A la ver­sion offi­cielle du mod­èle nation­al, à voca­tion large­ment touris­tique, d’un « éden social » s’oppose la vision cat­a­strophiste d’un pays con­stam­ment au bord de l’explosion (Richon, 2013 : 8–10). Cette thèse d’une explo­sion sociale tou­jours immi­nente s’appuie sur les exem­ples des deux épisodes d’émeutes inter-eth­niques sur­venus en 1968 et en 1999. Elle pointe du doigt comme respon­s­able d’un con­sen­sus social frag­ile voire fic­tif, la jux­ta­po­si­tion de com­mu­nautés étanch­es les unes aux autres, sit­u­a­tion généra­trice de vio­lence larvée en rai­son des straté­gies d’évitement et d’exclusion récipro­ques qui prévalent.

En écho, les nar­rat­ifs de la lit­téra­ture maurici­enne fran­coph­o­ne décrivent un réel insu­laire où l’enfermement sur la com­mu­nauté eth­nique est présen­té comme source majeure de vio­lence. Dif­férents auteurs s’attachent à dénon­cer des logiques de con­fronta­tion des iden­tités eth­niques qui créent une haine de l’altérité. La descrip­tion de la face con­flictuelle de ce vivre-ensem­ble, loin de la ver­sion offi­cielle empreinte d’irénisme, est au cœur du roman de Carl de Souza, Les Jours Kaya (L’Olivier, 2000) dont la trame se déroule pen­dant les émeutes de 1999 et exprime l’impuissance d’une com­mu­nauté dis­crim­inée, qui trou­ve dans la vio­lence un exu­toire et une manière de se faire enten­dre, d’exister.

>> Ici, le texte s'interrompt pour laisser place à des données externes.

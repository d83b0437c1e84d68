//! Postgres-backed movie store.
//!
//! Movies are kept as JSONB documents keyed by their string id, so descriptive
//! fields pass through without schema changes. A `BIGSERIAL` column records
//! insertion order for `find_all`.

use std::sync::Arc;

use async_trait::async_trait;
use sqlx::postgres::PgPoolOptions;
use sqlx::{PgPool, Row};
use tracing::instrument;

use moviedb_core::MovieId;
use moviedb_movies::Movie;

use super::r#trait::{MovieStore, StoreError};

const CREATE_TABLE: &str = r#"
    CREATE TABLE IF NOT EXISTS movies (
        seq BIGSERIAL NOT NULL,
        id TEXT PRIMARY KEY,
        document JSONB NOT NULL
    )
"#;

/// Postgres-backed movie store.
///
/// ## Thread Safety
///
/// Uses the SQLx connection pool, which is `Send + Sync`; every call checks out
/// its own connection.
///
/// ## Ordering
///
/// `find_all` returns rows by `seq`. An upsert keeps the original `seq`, so an
/// update does not move a movie to the end.
#[derive(Debug, Clone)]
pub struct PostgresMovieStore {
    pool: Arc<PgPool>,
}

impl PostgresMovieStore {
    pub fn new(pool: PgPool) -> Self {
        Self {
            pool: Arc::new(pool),
        }
    }

    /// Open a connection pool against `database_url`.
    pub async fn connect(database_url: &str, max_connections: u32) -> Result<Self, StoreError> {
        let pool = PgPoolOptions::new()
            .max_connections(max_connections)
            .connect(database_url)
            .await
            .map_err(|e| map_sqlx_error("connect", e))?;
        Ok(Self::new(pool))
    }

    /// Create the `movies` table if it does not exist yet.
    pub async fn migrate(&self) -> Result<(), StoreError> {
        sqlx::query(CREATE_TABLE)
            .execute(&*self.pool)
            .await
            .map_err(|e| map_sqlx_error("migrate", e))?;
        Ok(())
    }
}

#[async_trait]
impl MovieStore for PostgresMovieStore {
    #[instrument(skip(self, movie), err)]
    async fn save(&self, mut movie: Movie) -> Result<Movie, StoreError> {
        let id = movie.id.get_or_insert_with(MovieId::generate).clone();
        let document =
            serde_json::to_value(&movie).map_err(|e| StoreError::Decode(e.to_string()))?;

        sqlx::query(
            r#"
            INSERT INTO movies (id, document)
            VALUES ($1, $2)
            ON CONFLICT (id) DO UPDATE SET document = EXCLUDED.document
            "#,
        )
        .bind(id.as_str())
        .bind(document)
        .execute(&*self.pool)
        .await
        .map_err(|e| map_sqlx_error("save", e))?;

        Ok(movie)
    }

    #[instrument(skip(self), err)]
    async fn find_all(&self) -> Result<Vec<Movie>, StoreError> {
        let rows = sqlx::query("SELECT document FROM movies ORDER BY seq ASC")
            .fetch_all(&*self.pool)
            .await
            .map_err(|e| map_sqlx_error("find_all", e))?;

        rows.iter().map(decode_row).collect()
    }

    #[instrument(skip(self), fields(movie_id = %id), err)]
    async fn find_by_id(&self, id: &MovieId) -> Result<Option<Movie>, StoreError> {
        let row = sqlx::query("SELECT document FROM movies WHERE id = $1")
            .bind(id.as_str())
            .fetch_optional(&*self.pool)
            .await
            .map_err(|e| map_sqlx_error("find_by_id", e))?;

        row.as_ref().map(decode_row).transpose()
    }

    #[instrument(skip(self), fields(movie_id = %id), err)]
    async fn delete_by_id(&self, id: &MovieId) -> Result<(), StoreError> {
        sqlx::query("DELETE FROM movies WHERE id = $1")
            .bind(id.as_str())
            .execute(&*self.pool)
            .await
            .map_err(|e| map_sqlx_error("delete_by_id", e))?;
        Ok(())
    }
}

fn decode_row(row: &sqlx::postgres::PgRow) -> Result<Movie, StoreError> {
    let document: serde_json::Value = row
        .try_get("document")
        .map_err(|e| StoreError::Decode(e.to_string()))?;
    serde_json::from_value(document).map_err(|e| StoreError::Decode(e.to_string()))
}

/// Map SQLx errors to StoreError.
fn map_sqlx_error(operation: &'static str, err: sqlx::Error) -> StoreError {
    let message = match err {
        sqlx::Error::Database(db_err) => db_err.message().to_string(),
        sqlx::Error::PoolClosed => "connection pool closed".to_string(),
        other => other.to_string(),
    };
    StoreError::Database { operation, message }
}
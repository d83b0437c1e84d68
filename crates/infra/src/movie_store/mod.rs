//! Movie persistence boundary.
//!
//! This module defines the store the HTTP layer delegates to, keyed by an
//! opaque string id, plus the in-memory and Postgres implementations.

pub mod in_memory;
pub mod postgres;
pub mod r#trait;

pub use in_memory::InMemoryMovieStore;
pub use postgres::PostgresMovieStore;
pub use r#trait::{MovieStore, StoreError};
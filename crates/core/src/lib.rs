//! `moviedb-core` — domain foundation building blocks.
//!
//! This crate contains **pure domain** primitives (no infrastructure concerns).

pub mod entity;
pub mod error;
pub mod id;

pub use entity::Entity;
pub use error::{DomainError, DomainResult, ErrorKey};
pub use id::MovieId;
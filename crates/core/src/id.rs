//! Strongly-typed identifiers used across the domain.

use core::str::FromStr;
use serde::{Deserialize, Serialize};
use uuid::Uuid;

use crate::error::DomainError;

/// Identifier of a movie.
///
/// Opaque to the domain: stores may hand out any non-empty string. Freshly
/// generated ids are UUIDv7 (time-ordered) rendered as text.
///
/// Deserialization goes through the same non-empty check as `FromStr`.
#[derive(Debug, Clone, PartialEq, Eq, Hash, PartialOrd, Ord, Serialize, Deserialize)]
#[serde(try_from = "String", into = "String")]
pub struct MovieId(String);

impl MovieId {
    /// Generate a new identifier.
    pub fn generate() -> Self {
        Uuid::now_v7().into()
    }

    pub fn as_str(&self) -> &str {
        &self.0
    }

    pub fn into_inner(self) -> String {
        self.0
    }
}

impl core::fmt::Display for MovieId {
    fn fmt(&self, f: &mut core::fmt::Formatter<'_>) -> core::fmt::Result {
        f.write_str(&self.0)
    }
}

impl FromStr for MovieId {
    type Err = DomainError;

    fn from_str(s: &str) -> Result<Self, Self::Err> {
        Self::try_from(s.to_string())
    }
}

impl TryFrom<String> for MovieId {
    type Error = DomainError;

    fn try_from(value: String) -> Result<Self, Self::Error> {
        if value.is_empty() {
            return Err(DomainError::invalid_id("MovieId: empty"));
        }
        Ok(Self(value))
    }
}

impl From<MovieId> for String {
    fn from(value: MovieId) -> Self {
        value.into_inner()
    }
}

impl From<Uuid> for MovieId {
    fn from(value: Uuid) -> Self {
        Self(value.to_string())
    }
}

#[cfg(test)]
mod tests {
    use super::*;

    #[test]
    fn generated_ids_are_unique_uuids() {
        let a = MovieId::generate();
        let b = MovieId::generate();
        assert_ne!(a, b);
        assert!(Uuid::parse_str(a.as_str()).is_ok());
    }

    #[test]
    fn parse_accepts_any_non_empty_text() {
        let id: MovieId = "tt0816692".parse().unwrap();
        assert_eq!(id.as_str(), "tt0816692");
        assert!("".parse::<MovieId>().is_err());
    }

    #[test]
    fn deserialize_rejects_empty_id() {
        assert!(serde_json::from_str::<MovieId>("\"\"").is_err());
        let id: MovieId = serde_json::from_str("\"m1\"").unwrap();
        assert_eq!(id.as_str(), "m1");
    }

    #[test]
    fn serializes_as_plain_string() {
        let id: MovieId = "abc".parse().unwrap();
        assert_eq!(serde_json::to_string(&id).unwrap(), "\"abc\"");
    }
}
//! Error types for `phaselight`
//!
//! A small error hierarchy: configuration problems, handoff channel misuse,
//! and controller lifecycle failures, aggregated under [`PhaseLightError`]
//! with a CLI exit code mapping.

use std::path::PathBuf;
use thiserror::Error;

// ============================================================================
// Exit Codes
// ============================================================================

/// Exit codes for `phaselight` CLI operations.
///
/// These codes follow Unix conventions.
pub struct ExitCode;

impl ExitCode {
    /// Successful execution
    pub const SUCCESS: i32 = 0;

    /// Configuration error (invalid YAML, validation failure)
    pub const CONFIG_ERROR: i32 = 2;

    /// I/O error (file not found, permission denied)
    pub const IO_ERROR: i32 = 3;

    /// Controller error (spawn failure, invalid phase, closed channel)
    pub const CONTROLLER_ERROR: i32 = 5;

    /// Interrupted by SIGINT (Ctrl+C)
    pub const INTERRUPTED: i32 = 130;

    /// Terminated by SIGTERM
    pub const TERMINATED: i32 = 143;
}

// ============================================================================
// Top-Level Error
// ============================================================================

/// Top-level error type for `phaselight` operations.
#[derive(Debug, Error)]
pub enum PhaseLightError {
    /// Configuration loading or validation error
    #[error(transparent)]
    Config(#[from] ConfigError),

    /// Handoff channel error
    #[error(transparent)]
    Channel(#[from] ChannelError),

    /// Phase controller error
    #[error(transparent)]
    Controller(#[from] ControllerError),

    /// I/O error
    #[error("I/O error: {0}")]
    Io(#[from] std::io::Error),
}

impl PhaseLightError {
    /// Returns the appropriate exit code for this error.
    #[must_use]
    pub const fn exit_code(&self) -> i32 {
        match self {
            Self::Config(ConfigError::MissingFile { .. } | ConfigError::Unreadable { .. })
            | Self::Io(_) => ExitCode::IO_ERROR,
            Self::Config(_) => ExitCode::CONFIG_ERROR,
            Self::Channel(_) | Self::Controller(_) => ExitCode::CONTROLLER_ERROR,
        }
    }
}

// ============================================================================
// Configuration Errors
// ============================================================================

/// Configuration loading and validation errors.
#[derive(Debug, Error)]
pub enum ConfigError {
    /// YAML parsing failed
    #[error("parse error in {path}: {message}")]
    ParseError {
        /// Path to the configuration file
        path: PathBuf,
        /// Line number where the error occurred (if available)
        line: Option<usize>,
        /// Error message from the parser
        message: String,
    },

    /// Configuration validation failed
    #[error("validation failed for {path}: {}", format_issues(.errors))]
    ValidationError {
        /// Path to the configuration file
        path: String,
        /// List of validation issues found
        errors: Vec<ValidationIssue>,
    },

    /// Referenced configuration file not found
    #[error("file not found: {path}")]
    MissingFile {
        /// Path to the missing file
        path: PathBuf,
    },

    /// Configuration file exists but could not be read
    #[error("cannot read {path}: {source}")]
    Unreadable {
        /// Path to the configuration file
        path: PathBuf,
        /// Underlying I/O error
        source: std::io::Error,
    },

    /// Field has an invalid value
    #[error("invalid value for '{field}': got '{value}', expected {expected}")]
    InvalidValue {
        /// Name of the field with invalid value
        field: String,
        /// The actual value provided
        value: String,
        /// Description of what was expected
        expected: String,
    },
}

fn format_issues(issues: &[ValidationIssue]) -> String {
    issues
        .iter()
        .map(ToString::to_string)
        .collect::<Vec<_>>()
        .join("; ")
}

// ============================================================================
// Validation Types
// ============================================================================

/// A single validation issue found during configuration validation.
#[derive(Debug, Clone)]
pub struct ValidationIssue {
    /// Path to the problematic field (e.g., "cycle.min")
    pub path: String,
    /// Description of the validation issue
    pub message: String,
    /// Severity level of the issue
    pub severity: Severity,
}

impl std::fmt::Display for ValidationIssue {
    fn fmt(&self, f: &mut std::fmt::Formatter<'_>) -> std::fmt::Result {
        let prefix = match self.severity {
            Severity::Error => "error",
            Severity::Warning => "warning",
        };
        write!(f, "{}: {} at {}", prefix, self.message, self.path)
    }
}

/// Severity level for validation issues.
#[derive(Debug, Clone, Copy, PartialEq, Eq)]
pub enum Severity {
    /// Error - validation failure that prevents configuration from being used
    Error,
    /// Warning - potential issue that does not prevent configuration loading
    Warning,
}

// ============================================================================
// Channel Errors
// ============================================================================

/// Handoff channel errors.
#[derive(Debug, Clone, Copy, PartialEq, Eq, Error)]
pub enum ChannelError {
    /// The channel was closed; no further values will be delivered.
    #[error("handoff channel closed")]
    Closed,
}

// ============================================================================
// Controller Errors
// ============================================================================

/// Phase controller errors.
#[derive(Debug, Error)]
pub enum ControllerError {
    /// A value outside the two valid phases, or an unusable timing parameter
    #[error("invalid argument: {0}")]
    InvalidArgument(String),

    /// The background cycling thread could not be spawned
    #[error("resource exhausted: {0}")]
    ResourceExhausted(String),

    /// `start_cycling` was called on a controller that already started
    #[error("cycling already started")]
    AlreadyStarted,

    /// The background cycling thread panicked
    #[error("cycling thread panicked")]
    WorkerPanicked,

    /// The controller's channel was closed while waiting
    #[error(transparent)]
    Channel(#[from] ChannelError),
}

// ============================================================================
// Tests
// ============================================================================
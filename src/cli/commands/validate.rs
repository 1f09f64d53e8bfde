//! `validate` command handler
//!
//! Loads each configuration file through the full pipeline without
//! starting a controller.

use crate::cli::args::ValidateArgs;
use crate::config::ConfigLoader;
use crate::error::PhaseLightError;

/// Validate every file named on the command line.
///
/// Stops at the first invalid file.
///
/// # Errors
///
/// Returns an I/O error if a file does not exist, or a config error if a
/// file fails to parse or validate.
pub fn run(args: &ValidateArgs) -> Result<(), PhaseLightError> {
    let loader = ConfigLoader::default();

    for path in &args.files {
        if !path.exists() {
            return Err(PhaseLightError::Io(std::io::Error::new(
                std::io::ErrorKind::NotFound,
                format!("file not found: {}", path.display()),
            )));
        }
        tracing::info!(file = %path.display(), "validating configuration");

        let load_result = loader.load(path)?;
        for warning in &load_result.warnings {
            tracing::warn!(
                location = warning.location.as_deref().unwrap_or("<unknown>"),
                "{}",
                warning.message
            );
        }

        tracing::info!(
            file = %path.display(),
            initial = %load_result.config.initial_phase,
            min = %humantime::format_duration(load_result.timing.min()),
            max = %humantime::format_duration(load_result.timing.max()),
            "configuration valid"
        );
    }

    Ok(())
}
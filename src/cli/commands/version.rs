//! Version information display
//!
//! Prints version and build metadata in human or JSON format.

use crate::cli::args::{OutputFormat, VersionArgs};

/// Print version and build information.
pub fn run(args: &VersionArgs) {
    let name = env!("CARGO_PKG_NAME");
    let version = env!("CARGO_PKG_VERSION");

    match args.format {
        OutputFormat::Human => {
            println!("{name} {version}");
        }
        OutputFormat::Json => {
            let info = serde_json::json!({
                "name": name,
                "version": version,
                "rust_version": env!("CARGO_PKG_RUST_VERSION"),
            });
            println!("{info}");
        }
    }
}
//! `phaselight` - two-phase timed controller

use clap::Parser;
use tokio_util::sync::CancellationToken;

use phaselight::cli::args::Cli;
use phaselight::cli::commands;
use phaselight::error::ExitCode;
use phaselight::observability::init_logging;

#[tokio::main]
async fn main() {
    let cli = Cli::parse();

    if !cli.quiet {
        init_logging(cli.log_settings());
    }

    let cancel = CancellationToken::new();

    // First signal stops the controller; a second one exits immediately.
    let signal_cancel = cancel.clone();
    tokio::spawn(async move {
        let Ok(mut sigterm) =
            tokio::signal::unix::signal(tokio::signal::unix::SignalKind::terminate())
        else {
            tracing::warn!("failed to register SIGTERM handler");
            return;
        };

        tokio::select! {
            _ = tokio::signal::ctrl_c() => {}
            _ = sigterm.recv() => {}
        }

        eprintln!("\nShutting down gracefully... (press Ctrl+C again to force)");
        signal_cancel.cancel();

        tokio::select! {
            _ = tokio::signal::ctrl_c() => std::process::exit(ExitCode::INTERRUPTED),
            _ = sigterm.recv() => std::process::exit(ExitCode::TERMINATED),
        }
    });

    let result = commands::dispatch(cli, cancel).await;

    match result {
        Ok(()) => std::process::exit(ExitCode::SUCCESS),
        Err(e) => {
            eprintln!("error: {e}");
            std::process::exit(e.exit_code());
        }
    }
}
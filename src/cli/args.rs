//! CLI argument definitions
//!
//! All Clap derive structs for `phaselight` command-line parsing.

use std::io::IsTerminal;
use std::path::PathBuf;

use clap::{ArgAction, Args, Parser, Subcommand, ValueEnum};

use crate::observability::{LogFormat, LogSettings};
use crate::phase::Phase;

// ============================================================================
// Root CLI
// ============================================================================

/// Two-phase timed controller with observers blocked on a handoff channel.
#[derive(Parser, Debug)]
#[command(name = "phaselight", author, version, about)]
#[command(propagate_version = true)]
pub struct Cli {
    /// Subcommand to execute.
    #[command(subcommand)]
    pub command: Commands,

    /// Increase verbosity (-v info, -vv debug, -vvv trace).
    #[arg(short, long, action = ArgAction::Count, global = true)]
    pub verbose: u8,

    /// Suppress all non-error output.
    #[arg(short, long, global = true)]
    pub quiet: bool,

    /// Color output control.
    #[arg(long, default_value = "auto", global = true, env = "PHASELIGHT_COLOR")]
    pub color: ColorChoice,

    /// Log output format.
    #[arg(long, default_value = "human", global = true, env = "PHASELIGHT_LOG_FORMAT")]
    pub log_format: OutputFormat,
}

impl Cli {
    /// Logging options implied by the global flags.
    #[must_use]
    pub fn log_settings(&self) -> LogSettings {
        LogSettings {
            format: self.log_format.into(),
            verbosity: self.verbose,
            ansi: self.color.use_ansi(),
        }
    }
}

// ============================================================================
// Top-Level Commands
// ============================================================================

/// Top-level subcommands.
#[derive(Subcommand, Debug)]
pub enum Commands {
    /// Start a controller and watch it cycle.
    Run(RunArgs),

    /// Validate configuration files without starting a controller.
    Validate(ValidateArgs),

    /// Generate shell completion scripts.
    Completions(CompletionsArgs),

    /// Display version information.
    Version(VersionArgs),
}

// ============================================================================
// Run Command
// ============================================================================

/// Arguments for `run`.
///
/// Flags override values from `--config`.
#[derive(Args, Debug)]
pub struct RunArgs {
    /// Path to YAML configuration file.
    #[arg(short, long, env = "PHASELIGHT_CONFIG")]
    pub config: Option<PathBuf>,

    /// Phase the controller starts in.
    #[arg(long, env = "PHASELIGHT_INITIAL_PHASE")]
    pub initial_phase: Option<Phase>,

    /// Lower bound of a phase duration (e.g. 4000ms).
    #[arg(long, env = "PHASELIGHT_MIN_CYCLE")]
    pub min_cycle: Option<String>,

    /// Upper bound of a phase duration (e.g. 6s).
    #[arg(long, env = "PHASELIGHT_MAX_CYCLE")]
    pub max_cycle: Option<String>,

    /// Sleep between elapsed-time checks (e.g. 1ms).
    #[arg(long, env = "PHASELIGHT_POLL")]
    pub poll: Option<String>,

    /// Seed for reproducible interval draws.
    #[arg(long, env = "PHASELIGHT_SEED")]
    pub seed: Option<u64>,

    /// Phase the observers wait for.
    #[arg(long, default_value = "green")]
    pub wait_for: Phase,

    /// Number of observer threads blocked on the channel.
    #[arg(long, default_value_t = 1)]
    pub observers: usize,

    /// Stop after this many transitions (runs until interrupted otherwise).
    #[arg(long)]
    pub transitions: Option<u64>,

    /// Write JSONL events to this file.
    #[arg(long, env = "PHASELIGHT_EVENTS_FILE")]
    pub events_file: Option<PathBuf>,

    /// Expose Prometheus metrics on 127.0.0.1:<port>.
    #[arg(long, env = "PHASELIGHT_METRICS_PORT")]
    pub metrics_port: Option<u16>,
}

/// Arguments for `validate`.
#[derive(Args, Debug)]
pub struct ValidateArgs {
    /// Configuration files to validate.
    #[arg(required = true)]
    pub files: Vec<PathBuf>,
}

// ============================================================================
// Completions / Version
// ============================================================================

/// Arguments for shell completion generation.
#[derive(Args, Debug)]
pub struct CompletionsArgs {
    /// Target shell for completion script.
    pub shell: Shell,
}

/// Arguments for version display.
#[derive(Args, Debug)]
pub struct VersionArgs {
    /// Output format.
    #[arg(short, long, default_value = "human")]
    pub format: OutputFormat,
}

// ============================================================================
// CLI-Local Enums
// ============================================================================

/// Color output choice.
#[derive(Debug, Clone, Copy, PartialEq, Eq, Default, ValueEnum)]
pub enum ColorChoice {
    /// Auto-detect terminal support.
    #[default]
    Auto,
    /// Always use color.
    Always,
    /// Never use color.
    Never,
}

impl ColorChoice {
    /// Resolves `auto` against stderr and `NO_COLOR`.
    #[must_use]
    pub fn use_ansi(self) -> bool {
        match self {
            Self::Auto => {
                std::io::stderr().is_terminal() && std::env::var_os("NO_COLOR").is_none()
            }
            Self::Always => true,
            Self::Never => false,
        }
    }
}

/// Output format for structured output.
#[derive(Debug, Clone, Copy, PartialEq, Eq, Default, ValueEnum)]
pub enum OutputFormat {
    /// Human-readable output.
    #[default]
    Human,
    /// JSON output.
    Json,
}

impl From<OutputFormat> for LogFormat {
    fn from(format: OutputFormat) -> Self {
        match format {
            OutputFormat::Human => Self::Human,
            OutputFormat::Json => Self::Json,
        }
    }
}

/// Supported shells for completion generation.
#[derive(Debug, Clone, Copy, PartialEq, Eq, ValueEnum)]
pub enum Shell {
    /// Bourne Again Shell.
    Bash,
    /// Z Shell.
    Zsh,
    /// Friendly Interactive Shell.
    Fish,
    /// `PowerShell`.
    #[value(name = "powershell")]
    PowerShell,
    /// Elvish.
    Elvish,
}
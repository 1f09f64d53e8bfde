//! CLI command dispatch and handlers
//!
//! Routes parsed CLI arguments to the appropriate command handler.

pub mod completions;
pub mod run;
pub mod validate;
pub mod version;

use tokio_util::sync::CancellationToken;

use crate::cli::args::{Cli, Commands};
use crate::error::PhaseLightError;

/// Dispatch a parsed CLI invocation to the appropriate command handler.
///
/// `cancel` is triggered by the signal handler; only `run` observes it.
///
/// # Errors
///
/// Returns an error if the dispatched command handler fails.
pub async fn dispatch(cli: Cli, cancel: CancellationToken) -> Result<(), PhaseLightError> {
    match cli.command {
        Commands::Run(args) => run::run(&args, cancel).await,
        Commands::Validate(args) => validate::run(&args),
        Commands::Completions(args) => {
            completions::run(&args);
            Ok(())
        }
        Commands::Version(args) => {
            version::run(&args);
            Ok(())
        }
    }
}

Cette démarche lit­téraire donne lieu à une poé­tique de la vio­lence, axée sur « l’élaboration d’un équiv­a­lent poé­tique à ces formes de réel destruc­teur » par des tech­niques d’écriture qui libèrent « la lit­térar­ité de la face laide » (Jean-François, 2010 : 518) et dont l’écriture d’Ananda Devi est par­ti­c­ulière­ment emblé­ma­tique. Cette forme d’écriture serait ain­si créa­trice de nou­velles formes lit­téraires, basées sur la « jux­ta­po­si­tion cathar­tique [] d’une réal­ité hor­ri­ble et d’une écri­t­ure sub­lime » (Jean-François, 2010 : 518).

La dis­jonc­tion inhérente au mod­èle nation­al est ain­si traduite styl­is­tique­ment  par cette  asymétrie nar­ra­tive entre le style sub­li­mant de l’écriture et la descrip­tion noire des réal­ités sociales.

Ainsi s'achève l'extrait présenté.